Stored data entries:
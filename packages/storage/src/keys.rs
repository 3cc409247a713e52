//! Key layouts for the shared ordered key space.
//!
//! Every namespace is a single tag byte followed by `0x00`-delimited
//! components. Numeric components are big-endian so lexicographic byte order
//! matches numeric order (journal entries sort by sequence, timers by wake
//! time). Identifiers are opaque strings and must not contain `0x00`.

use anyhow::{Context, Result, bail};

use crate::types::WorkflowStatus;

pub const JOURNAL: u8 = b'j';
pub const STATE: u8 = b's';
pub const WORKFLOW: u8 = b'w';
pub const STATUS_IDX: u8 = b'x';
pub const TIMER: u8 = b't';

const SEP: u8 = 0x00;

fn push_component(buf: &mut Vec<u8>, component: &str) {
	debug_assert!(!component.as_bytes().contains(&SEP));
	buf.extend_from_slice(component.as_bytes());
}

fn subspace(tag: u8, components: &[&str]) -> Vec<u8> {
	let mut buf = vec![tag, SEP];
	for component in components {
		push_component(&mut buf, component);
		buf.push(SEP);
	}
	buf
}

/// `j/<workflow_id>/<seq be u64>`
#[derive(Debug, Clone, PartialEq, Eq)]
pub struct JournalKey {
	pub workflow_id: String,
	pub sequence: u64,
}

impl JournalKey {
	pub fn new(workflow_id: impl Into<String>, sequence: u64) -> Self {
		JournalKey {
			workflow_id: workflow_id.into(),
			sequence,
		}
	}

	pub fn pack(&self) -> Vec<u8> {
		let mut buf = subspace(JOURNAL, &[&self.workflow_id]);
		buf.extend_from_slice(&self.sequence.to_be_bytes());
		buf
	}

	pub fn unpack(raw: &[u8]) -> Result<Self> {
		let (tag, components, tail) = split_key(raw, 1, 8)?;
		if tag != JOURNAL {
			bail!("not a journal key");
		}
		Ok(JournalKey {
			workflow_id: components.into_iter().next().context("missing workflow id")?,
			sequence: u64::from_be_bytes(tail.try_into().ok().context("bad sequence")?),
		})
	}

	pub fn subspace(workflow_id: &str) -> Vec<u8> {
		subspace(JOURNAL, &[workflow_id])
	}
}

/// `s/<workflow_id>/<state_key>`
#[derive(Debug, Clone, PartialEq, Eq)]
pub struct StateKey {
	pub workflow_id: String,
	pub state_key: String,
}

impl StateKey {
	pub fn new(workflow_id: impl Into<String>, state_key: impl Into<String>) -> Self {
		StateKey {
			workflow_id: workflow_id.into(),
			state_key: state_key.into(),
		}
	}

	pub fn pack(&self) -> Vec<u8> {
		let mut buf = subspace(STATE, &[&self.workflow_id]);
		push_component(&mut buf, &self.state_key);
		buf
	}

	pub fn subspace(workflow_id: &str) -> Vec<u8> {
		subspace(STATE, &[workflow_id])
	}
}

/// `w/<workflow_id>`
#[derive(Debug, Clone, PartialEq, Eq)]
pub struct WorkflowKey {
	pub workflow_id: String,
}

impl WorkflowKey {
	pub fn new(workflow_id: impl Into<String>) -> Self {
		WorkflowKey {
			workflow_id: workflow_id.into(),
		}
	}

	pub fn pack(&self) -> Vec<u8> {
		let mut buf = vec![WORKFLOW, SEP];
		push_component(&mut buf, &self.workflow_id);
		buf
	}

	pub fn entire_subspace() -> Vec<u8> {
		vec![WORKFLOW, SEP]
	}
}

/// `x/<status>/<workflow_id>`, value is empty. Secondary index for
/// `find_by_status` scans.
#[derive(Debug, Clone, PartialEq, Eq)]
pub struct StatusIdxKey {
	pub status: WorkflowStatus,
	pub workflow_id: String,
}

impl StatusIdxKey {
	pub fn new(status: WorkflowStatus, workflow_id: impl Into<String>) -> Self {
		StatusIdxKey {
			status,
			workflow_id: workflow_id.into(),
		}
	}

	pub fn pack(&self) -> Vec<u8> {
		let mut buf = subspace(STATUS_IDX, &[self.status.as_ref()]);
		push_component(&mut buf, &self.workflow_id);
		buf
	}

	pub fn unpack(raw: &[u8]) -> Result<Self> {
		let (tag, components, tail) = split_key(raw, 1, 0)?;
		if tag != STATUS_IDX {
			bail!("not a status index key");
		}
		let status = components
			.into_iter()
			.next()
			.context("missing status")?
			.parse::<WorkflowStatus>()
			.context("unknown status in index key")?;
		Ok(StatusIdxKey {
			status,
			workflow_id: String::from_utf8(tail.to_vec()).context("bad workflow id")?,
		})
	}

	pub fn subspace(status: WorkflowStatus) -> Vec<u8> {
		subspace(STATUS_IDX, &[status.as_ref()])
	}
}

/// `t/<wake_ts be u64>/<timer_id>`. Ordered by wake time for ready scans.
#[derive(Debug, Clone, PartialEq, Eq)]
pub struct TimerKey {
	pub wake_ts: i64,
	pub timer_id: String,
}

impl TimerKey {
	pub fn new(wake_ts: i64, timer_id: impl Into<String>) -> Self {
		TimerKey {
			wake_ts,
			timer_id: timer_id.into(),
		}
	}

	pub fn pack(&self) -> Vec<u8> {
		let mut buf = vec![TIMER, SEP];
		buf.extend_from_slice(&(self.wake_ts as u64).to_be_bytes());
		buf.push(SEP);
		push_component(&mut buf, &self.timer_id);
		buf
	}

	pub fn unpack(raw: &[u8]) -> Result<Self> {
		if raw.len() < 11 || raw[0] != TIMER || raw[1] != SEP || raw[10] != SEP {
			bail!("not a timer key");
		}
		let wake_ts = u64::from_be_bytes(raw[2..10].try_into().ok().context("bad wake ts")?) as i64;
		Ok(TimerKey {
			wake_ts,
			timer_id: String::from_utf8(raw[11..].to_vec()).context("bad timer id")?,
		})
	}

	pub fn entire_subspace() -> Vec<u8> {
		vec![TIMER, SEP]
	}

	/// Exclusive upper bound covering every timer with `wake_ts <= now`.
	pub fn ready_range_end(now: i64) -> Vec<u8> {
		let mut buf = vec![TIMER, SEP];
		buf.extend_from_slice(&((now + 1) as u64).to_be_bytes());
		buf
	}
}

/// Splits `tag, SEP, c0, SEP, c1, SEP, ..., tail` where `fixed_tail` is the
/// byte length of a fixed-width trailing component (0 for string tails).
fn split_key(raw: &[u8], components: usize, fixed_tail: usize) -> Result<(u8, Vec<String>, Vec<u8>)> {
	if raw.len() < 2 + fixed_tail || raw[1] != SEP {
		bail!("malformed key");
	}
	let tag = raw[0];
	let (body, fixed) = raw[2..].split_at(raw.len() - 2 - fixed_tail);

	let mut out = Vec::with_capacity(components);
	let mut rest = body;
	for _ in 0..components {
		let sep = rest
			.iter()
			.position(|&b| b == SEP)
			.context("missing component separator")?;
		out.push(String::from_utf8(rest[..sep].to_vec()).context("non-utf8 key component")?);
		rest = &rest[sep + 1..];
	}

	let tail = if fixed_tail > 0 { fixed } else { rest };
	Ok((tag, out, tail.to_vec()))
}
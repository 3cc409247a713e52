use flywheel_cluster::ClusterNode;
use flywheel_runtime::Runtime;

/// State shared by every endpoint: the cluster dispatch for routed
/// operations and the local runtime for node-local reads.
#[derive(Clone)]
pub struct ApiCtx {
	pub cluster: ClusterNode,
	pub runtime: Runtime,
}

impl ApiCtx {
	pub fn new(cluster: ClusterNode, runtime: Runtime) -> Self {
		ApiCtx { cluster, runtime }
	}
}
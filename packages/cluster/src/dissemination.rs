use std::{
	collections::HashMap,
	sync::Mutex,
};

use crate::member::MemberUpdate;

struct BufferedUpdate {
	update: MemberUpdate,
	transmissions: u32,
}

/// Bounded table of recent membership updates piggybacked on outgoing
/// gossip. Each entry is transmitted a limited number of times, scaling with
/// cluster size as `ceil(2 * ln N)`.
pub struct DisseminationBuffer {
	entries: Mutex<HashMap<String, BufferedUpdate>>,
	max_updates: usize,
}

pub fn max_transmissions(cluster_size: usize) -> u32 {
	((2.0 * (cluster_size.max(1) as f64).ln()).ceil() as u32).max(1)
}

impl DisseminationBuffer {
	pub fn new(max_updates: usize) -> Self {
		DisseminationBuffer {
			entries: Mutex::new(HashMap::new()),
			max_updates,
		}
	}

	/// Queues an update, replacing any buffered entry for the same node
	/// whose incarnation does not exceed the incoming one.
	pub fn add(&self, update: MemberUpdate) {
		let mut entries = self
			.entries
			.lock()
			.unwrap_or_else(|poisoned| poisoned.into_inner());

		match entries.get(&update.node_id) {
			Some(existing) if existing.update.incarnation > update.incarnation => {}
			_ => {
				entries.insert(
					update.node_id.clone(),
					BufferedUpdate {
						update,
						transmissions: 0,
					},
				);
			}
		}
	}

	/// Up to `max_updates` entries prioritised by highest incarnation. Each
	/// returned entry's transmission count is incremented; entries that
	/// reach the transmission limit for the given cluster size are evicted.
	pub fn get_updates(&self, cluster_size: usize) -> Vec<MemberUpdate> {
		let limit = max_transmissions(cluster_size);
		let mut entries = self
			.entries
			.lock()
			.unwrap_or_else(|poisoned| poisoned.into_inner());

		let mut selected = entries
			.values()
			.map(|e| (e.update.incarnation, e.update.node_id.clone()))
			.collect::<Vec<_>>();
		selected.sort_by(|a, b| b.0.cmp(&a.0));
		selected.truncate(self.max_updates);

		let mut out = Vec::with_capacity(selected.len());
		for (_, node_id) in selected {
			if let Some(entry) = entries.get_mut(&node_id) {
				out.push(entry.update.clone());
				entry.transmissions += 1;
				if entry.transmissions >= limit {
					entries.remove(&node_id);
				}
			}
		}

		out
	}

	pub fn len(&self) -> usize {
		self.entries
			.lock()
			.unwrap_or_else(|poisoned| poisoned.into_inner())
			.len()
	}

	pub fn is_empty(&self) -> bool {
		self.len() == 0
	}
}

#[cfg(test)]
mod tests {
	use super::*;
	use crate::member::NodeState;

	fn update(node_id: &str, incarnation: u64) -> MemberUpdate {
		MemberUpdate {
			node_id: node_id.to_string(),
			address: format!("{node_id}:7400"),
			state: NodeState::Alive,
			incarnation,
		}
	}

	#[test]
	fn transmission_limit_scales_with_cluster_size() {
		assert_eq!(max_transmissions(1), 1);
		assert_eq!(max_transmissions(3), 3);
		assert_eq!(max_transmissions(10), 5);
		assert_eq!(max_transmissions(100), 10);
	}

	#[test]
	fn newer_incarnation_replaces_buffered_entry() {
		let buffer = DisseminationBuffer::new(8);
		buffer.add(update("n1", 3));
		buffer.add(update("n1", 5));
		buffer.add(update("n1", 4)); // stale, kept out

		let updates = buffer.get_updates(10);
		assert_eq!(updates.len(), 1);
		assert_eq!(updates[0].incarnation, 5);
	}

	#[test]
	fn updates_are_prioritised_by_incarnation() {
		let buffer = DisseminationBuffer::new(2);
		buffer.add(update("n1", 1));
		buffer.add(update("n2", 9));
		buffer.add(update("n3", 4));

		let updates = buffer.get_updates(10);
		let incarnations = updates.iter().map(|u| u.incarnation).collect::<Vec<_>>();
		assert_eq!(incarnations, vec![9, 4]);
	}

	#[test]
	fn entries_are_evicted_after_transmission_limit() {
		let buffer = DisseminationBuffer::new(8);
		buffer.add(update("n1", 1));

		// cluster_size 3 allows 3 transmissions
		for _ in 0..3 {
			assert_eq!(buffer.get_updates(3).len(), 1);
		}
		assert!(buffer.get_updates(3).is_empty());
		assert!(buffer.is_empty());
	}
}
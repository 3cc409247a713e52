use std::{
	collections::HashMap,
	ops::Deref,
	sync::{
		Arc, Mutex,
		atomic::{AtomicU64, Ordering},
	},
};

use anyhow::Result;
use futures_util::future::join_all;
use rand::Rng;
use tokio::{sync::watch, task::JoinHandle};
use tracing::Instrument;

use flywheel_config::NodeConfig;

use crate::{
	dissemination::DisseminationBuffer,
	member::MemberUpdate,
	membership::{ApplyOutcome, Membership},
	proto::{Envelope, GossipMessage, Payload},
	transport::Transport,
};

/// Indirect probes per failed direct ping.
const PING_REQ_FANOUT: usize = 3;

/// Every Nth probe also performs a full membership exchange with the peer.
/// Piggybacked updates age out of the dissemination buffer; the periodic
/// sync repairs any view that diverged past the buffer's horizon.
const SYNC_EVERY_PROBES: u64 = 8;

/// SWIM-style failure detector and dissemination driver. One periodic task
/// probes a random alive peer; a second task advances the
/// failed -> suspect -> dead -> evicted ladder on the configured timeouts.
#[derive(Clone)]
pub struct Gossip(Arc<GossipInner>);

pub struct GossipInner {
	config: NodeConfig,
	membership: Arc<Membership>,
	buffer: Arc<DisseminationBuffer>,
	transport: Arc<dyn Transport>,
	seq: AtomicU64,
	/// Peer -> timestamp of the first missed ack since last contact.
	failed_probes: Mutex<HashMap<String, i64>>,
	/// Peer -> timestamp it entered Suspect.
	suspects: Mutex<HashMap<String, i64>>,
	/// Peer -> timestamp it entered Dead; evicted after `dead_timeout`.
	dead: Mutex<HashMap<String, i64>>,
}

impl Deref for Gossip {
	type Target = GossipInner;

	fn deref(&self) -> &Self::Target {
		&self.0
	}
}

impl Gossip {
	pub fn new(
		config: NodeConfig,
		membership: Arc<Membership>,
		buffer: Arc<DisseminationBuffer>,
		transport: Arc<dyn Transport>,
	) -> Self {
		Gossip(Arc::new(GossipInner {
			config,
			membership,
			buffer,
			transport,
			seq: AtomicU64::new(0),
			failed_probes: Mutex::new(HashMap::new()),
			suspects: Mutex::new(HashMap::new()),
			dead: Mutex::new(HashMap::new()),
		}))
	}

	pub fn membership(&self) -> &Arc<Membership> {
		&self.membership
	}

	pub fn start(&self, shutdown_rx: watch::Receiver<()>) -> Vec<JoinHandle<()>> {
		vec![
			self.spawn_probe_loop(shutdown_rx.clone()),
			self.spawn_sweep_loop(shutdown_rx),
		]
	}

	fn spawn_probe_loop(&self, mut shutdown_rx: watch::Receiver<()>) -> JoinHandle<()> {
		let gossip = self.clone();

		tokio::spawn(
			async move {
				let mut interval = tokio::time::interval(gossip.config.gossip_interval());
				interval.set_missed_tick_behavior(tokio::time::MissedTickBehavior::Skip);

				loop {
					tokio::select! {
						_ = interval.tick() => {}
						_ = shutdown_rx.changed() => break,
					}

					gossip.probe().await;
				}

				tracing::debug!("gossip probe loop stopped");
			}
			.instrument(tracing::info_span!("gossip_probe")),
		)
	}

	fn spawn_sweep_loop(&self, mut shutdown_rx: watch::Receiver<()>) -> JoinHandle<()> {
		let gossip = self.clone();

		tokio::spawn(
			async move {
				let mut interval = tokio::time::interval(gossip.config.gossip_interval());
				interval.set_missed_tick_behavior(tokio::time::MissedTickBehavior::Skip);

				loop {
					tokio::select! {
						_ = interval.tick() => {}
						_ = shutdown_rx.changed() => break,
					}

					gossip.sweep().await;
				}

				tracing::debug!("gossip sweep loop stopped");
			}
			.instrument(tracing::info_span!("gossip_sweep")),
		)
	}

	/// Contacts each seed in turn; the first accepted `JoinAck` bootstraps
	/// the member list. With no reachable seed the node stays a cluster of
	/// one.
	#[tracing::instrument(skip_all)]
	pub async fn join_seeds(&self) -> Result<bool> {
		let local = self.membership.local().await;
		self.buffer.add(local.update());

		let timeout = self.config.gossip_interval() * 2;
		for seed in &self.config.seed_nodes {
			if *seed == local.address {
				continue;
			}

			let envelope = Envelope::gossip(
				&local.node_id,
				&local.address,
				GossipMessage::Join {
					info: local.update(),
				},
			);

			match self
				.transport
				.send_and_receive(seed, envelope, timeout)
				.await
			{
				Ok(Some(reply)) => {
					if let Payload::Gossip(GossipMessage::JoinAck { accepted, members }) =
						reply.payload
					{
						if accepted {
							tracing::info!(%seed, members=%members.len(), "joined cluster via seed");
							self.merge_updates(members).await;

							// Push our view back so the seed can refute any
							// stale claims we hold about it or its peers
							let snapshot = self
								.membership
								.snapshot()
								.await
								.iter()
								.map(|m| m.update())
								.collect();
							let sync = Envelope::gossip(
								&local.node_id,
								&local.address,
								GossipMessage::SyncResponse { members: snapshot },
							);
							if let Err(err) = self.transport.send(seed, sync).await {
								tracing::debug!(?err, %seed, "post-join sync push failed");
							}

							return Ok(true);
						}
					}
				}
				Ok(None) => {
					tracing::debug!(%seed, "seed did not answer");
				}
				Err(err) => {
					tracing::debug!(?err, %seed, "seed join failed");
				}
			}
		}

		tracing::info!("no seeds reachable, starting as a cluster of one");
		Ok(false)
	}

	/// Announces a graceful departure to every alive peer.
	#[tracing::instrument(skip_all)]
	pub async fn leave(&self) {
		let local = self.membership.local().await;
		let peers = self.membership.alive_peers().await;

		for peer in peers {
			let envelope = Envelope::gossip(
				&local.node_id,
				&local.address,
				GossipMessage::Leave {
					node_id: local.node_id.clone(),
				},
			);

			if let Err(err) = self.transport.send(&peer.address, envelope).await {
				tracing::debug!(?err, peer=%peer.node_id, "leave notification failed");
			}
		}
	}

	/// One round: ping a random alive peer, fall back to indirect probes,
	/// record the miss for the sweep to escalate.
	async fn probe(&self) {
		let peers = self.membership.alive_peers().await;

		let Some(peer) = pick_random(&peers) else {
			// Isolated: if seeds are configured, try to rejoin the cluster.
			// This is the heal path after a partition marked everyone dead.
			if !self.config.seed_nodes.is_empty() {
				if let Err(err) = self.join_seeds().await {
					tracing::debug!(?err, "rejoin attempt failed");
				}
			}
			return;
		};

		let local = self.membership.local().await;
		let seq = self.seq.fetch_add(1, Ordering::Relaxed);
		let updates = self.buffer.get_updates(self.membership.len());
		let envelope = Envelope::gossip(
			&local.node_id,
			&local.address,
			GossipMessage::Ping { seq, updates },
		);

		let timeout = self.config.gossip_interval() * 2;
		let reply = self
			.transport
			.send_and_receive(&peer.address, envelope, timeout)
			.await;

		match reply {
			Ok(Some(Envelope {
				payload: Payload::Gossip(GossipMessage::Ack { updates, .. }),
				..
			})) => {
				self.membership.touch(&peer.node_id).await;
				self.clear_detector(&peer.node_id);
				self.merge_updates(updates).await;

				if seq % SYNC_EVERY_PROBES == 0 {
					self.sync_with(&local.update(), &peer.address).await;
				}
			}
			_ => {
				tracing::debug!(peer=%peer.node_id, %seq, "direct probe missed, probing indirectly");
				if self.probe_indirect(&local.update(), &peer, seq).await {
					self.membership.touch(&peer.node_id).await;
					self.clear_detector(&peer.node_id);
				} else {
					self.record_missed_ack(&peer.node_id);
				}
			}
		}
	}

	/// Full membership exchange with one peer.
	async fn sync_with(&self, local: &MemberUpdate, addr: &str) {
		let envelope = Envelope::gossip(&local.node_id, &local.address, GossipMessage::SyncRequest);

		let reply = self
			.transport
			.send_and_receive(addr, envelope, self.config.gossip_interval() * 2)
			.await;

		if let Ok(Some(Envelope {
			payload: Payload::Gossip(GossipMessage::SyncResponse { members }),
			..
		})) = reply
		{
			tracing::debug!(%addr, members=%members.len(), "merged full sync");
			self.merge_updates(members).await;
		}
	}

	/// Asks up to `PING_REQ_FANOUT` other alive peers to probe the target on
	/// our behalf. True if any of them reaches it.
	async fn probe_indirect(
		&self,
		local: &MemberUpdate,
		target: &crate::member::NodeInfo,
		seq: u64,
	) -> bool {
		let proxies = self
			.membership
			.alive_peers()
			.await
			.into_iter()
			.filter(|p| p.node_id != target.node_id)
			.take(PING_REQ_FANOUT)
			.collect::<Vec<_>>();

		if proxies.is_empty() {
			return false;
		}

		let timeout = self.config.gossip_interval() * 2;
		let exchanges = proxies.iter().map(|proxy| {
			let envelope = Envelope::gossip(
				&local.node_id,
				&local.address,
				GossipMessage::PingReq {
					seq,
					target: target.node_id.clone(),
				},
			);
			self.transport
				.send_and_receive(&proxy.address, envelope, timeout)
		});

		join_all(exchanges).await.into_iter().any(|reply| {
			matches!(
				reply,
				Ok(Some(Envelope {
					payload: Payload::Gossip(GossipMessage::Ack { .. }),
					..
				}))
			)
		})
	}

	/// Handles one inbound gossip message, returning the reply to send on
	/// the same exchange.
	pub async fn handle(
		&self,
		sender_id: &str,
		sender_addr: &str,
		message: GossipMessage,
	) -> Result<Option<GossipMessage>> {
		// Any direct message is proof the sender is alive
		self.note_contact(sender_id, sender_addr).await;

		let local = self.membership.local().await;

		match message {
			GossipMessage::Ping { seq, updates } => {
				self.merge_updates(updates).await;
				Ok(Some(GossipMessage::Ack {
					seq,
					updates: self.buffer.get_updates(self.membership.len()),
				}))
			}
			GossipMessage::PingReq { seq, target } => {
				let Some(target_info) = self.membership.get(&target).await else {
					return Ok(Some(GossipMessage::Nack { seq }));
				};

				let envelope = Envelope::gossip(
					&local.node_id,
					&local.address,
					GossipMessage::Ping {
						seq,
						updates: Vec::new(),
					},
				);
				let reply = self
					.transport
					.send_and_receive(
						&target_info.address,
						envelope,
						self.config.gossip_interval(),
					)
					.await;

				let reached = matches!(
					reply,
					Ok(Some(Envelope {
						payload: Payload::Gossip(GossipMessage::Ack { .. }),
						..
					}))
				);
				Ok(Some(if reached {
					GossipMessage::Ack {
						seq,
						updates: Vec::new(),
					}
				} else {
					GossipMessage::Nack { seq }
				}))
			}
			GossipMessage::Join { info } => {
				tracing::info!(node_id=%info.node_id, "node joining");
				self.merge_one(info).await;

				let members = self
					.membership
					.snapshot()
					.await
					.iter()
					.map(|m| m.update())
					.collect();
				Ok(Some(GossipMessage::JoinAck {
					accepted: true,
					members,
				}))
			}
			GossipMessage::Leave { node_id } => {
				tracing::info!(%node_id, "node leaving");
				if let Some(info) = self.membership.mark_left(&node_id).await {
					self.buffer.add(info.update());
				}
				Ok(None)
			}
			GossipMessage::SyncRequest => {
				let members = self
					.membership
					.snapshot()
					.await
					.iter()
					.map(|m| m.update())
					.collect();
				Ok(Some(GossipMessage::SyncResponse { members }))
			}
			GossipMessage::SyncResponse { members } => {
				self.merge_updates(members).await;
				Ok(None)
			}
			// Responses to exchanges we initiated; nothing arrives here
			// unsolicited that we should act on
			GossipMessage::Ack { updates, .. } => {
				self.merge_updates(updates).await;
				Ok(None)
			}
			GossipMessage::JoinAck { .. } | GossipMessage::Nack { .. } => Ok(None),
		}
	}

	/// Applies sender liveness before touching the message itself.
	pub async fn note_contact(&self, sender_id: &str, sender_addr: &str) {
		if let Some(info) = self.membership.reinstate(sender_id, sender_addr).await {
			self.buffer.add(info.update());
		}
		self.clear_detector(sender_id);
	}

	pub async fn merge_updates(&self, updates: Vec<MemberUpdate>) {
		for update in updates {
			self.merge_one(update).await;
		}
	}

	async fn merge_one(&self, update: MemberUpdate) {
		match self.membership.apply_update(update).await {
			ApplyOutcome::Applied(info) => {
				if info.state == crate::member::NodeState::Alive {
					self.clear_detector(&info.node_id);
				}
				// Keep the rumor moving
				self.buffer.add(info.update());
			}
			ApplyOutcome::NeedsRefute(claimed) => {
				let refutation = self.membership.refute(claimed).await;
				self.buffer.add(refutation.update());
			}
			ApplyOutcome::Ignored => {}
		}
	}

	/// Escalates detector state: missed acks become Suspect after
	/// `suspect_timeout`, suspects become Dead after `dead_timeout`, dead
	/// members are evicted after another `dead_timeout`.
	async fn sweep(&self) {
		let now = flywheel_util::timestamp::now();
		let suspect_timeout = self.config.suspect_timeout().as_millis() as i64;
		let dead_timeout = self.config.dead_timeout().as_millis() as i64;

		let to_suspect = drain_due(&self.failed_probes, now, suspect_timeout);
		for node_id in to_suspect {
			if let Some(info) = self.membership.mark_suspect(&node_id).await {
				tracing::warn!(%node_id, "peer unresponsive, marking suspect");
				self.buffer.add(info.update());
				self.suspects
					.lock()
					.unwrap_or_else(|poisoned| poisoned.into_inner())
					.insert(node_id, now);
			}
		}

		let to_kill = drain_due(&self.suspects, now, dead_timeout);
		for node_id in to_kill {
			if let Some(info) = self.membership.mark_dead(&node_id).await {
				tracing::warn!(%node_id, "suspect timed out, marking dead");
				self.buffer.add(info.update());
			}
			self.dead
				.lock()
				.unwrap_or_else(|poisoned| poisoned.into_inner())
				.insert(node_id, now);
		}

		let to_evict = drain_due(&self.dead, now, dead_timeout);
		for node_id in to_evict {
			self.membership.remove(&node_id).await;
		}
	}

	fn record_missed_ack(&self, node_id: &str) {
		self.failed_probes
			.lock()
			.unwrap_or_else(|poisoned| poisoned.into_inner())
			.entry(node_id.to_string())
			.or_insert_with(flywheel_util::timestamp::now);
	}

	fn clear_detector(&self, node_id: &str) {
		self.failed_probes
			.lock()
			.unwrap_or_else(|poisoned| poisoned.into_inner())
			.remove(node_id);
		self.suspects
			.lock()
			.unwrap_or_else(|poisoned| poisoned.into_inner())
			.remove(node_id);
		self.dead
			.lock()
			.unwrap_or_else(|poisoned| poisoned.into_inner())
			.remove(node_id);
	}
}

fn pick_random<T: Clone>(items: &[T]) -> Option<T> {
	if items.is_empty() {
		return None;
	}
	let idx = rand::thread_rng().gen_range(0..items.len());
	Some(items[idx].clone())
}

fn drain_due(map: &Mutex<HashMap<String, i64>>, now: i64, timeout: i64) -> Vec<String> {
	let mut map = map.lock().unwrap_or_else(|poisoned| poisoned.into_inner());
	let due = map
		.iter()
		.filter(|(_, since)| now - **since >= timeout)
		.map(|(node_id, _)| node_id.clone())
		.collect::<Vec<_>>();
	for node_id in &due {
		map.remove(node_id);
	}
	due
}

### [Exercise goal]
The line with "time). Identifiers are" marks the end; reproduce exactly every line from the start of the entries up to it, that line included.

### [Answer to this task]
filename packages/storage/src/keys.rs
repository 3cc409247a713e52
//! Key layouts for the shared ordered key space.
//!
//! Every namespace is a single tag byte followed by `0x00`-delimited
//! components. Numeric components are big-endian so lexicographic byte order
//! matches numeric order (journal entries sort by sequence, timers by wake
//! time). Identifiers are opaque strings and must not contain `0x00`.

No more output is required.